WHAT TO WORK ON. Which lines below contain the word "format"? Copy each one.

EXTRACTED RECORDS.
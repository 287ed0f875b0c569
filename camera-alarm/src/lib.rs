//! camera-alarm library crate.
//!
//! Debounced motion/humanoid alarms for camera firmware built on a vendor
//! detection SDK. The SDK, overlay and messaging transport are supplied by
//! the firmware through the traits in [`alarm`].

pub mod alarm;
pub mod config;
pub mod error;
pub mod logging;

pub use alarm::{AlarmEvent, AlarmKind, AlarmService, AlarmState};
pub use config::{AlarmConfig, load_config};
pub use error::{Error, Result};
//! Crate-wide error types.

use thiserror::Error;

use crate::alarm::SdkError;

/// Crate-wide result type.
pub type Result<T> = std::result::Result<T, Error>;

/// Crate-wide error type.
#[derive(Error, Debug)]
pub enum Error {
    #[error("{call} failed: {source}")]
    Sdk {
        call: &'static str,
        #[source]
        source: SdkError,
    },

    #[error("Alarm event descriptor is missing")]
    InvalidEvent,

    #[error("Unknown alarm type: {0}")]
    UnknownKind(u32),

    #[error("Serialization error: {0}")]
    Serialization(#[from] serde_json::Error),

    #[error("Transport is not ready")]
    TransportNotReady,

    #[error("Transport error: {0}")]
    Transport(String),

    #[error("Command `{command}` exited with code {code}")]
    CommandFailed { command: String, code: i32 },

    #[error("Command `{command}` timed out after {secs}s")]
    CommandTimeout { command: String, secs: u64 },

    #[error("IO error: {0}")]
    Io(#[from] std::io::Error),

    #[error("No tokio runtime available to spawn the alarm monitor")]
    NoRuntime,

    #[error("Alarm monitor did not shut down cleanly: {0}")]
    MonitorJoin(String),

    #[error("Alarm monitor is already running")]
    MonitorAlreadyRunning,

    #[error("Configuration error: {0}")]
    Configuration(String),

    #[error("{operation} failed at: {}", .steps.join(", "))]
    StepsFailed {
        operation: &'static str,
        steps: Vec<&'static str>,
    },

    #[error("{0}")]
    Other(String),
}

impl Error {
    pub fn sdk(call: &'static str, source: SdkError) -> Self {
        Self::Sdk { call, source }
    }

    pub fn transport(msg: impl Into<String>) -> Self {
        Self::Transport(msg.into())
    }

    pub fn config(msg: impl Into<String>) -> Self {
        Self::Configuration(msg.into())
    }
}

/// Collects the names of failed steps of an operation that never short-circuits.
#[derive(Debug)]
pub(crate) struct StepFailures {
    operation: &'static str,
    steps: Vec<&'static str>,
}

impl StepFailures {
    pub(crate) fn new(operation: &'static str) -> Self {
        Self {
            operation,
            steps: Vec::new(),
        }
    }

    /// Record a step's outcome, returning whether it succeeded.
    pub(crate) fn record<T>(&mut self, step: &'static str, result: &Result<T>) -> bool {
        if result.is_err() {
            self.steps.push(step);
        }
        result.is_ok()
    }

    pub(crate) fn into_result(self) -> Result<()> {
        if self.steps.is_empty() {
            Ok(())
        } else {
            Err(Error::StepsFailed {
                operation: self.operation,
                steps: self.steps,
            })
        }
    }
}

...

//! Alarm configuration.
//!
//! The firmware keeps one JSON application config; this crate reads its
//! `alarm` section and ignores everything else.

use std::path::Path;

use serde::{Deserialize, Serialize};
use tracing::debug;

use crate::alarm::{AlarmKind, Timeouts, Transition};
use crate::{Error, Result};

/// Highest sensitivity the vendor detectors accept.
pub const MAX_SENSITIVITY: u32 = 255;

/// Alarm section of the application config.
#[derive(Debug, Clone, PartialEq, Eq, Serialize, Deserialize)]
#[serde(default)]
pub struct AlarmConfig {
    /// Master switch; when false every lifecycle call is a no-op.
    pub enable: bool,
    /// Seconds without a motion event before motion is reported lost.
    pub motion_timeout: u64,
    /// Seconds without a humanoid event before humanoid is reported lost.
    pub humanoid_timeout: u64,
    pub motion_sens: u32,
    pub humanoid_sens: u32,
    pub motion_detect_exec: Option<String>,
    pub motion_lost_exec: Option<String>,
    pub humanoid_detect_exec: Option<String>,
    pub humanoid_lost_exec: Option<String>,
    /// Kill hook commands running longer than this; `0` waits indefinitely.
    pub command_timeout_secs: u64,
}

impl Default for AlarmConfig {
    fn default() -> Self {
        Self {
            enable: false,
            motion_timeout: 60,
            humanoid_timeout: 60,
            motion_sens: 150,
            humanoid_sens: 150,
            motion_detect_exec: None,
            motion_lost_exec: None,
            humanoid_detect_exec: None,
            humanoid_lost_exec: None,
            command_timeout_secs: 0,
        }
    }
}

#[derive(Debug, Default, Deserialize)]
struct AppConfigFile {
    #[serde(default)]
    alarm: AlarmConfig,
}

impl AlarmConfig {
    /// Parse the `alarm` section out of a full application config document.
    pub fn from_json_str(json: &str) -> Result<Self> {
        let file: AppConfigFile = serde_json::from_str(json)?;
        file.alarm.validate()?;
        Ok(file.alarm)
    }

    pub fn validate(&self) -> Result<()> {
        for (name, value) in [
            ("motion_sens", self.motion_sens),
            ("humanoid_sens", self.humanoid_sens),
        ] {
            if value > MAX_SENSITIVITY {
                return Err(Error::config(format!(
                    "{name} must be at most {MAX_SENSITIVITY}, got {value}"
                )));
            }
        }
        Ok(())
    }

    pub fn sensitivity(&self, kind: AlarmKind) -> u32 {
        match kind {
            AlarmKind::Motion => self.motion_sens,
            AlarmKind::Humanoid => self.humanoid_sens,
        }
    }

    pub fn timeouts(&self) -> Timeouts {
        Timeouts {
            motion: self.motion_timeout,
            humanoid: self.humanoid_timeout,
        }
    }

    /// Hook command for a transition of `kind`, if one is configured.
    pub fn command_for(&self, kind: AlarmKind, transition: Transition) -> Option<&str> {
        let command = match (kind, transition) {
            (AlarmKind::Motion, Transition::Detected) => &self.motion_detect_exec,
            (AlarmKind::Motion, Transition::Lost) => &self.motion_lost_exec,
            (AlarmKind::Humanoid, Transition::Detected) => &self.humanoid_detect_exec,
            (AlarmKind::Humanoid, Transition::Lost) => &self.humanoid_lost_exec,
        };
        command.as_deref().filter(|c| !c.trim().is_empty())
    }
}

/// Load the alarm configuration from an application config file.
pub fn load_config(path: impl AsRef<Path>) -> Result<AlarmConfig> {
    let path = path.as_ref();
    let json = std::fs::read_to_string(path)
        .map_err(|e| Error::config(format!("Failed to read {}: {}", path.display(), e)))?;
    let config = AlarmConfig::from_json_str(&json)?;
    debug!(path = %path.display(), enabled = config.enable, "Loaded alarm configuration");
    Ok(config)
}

ANSWER SECTION.
                return Err(Error::config(format!(
        .map_err(|e| Error::config(format!("Failed to read {}: {}", path.display(), e)))?;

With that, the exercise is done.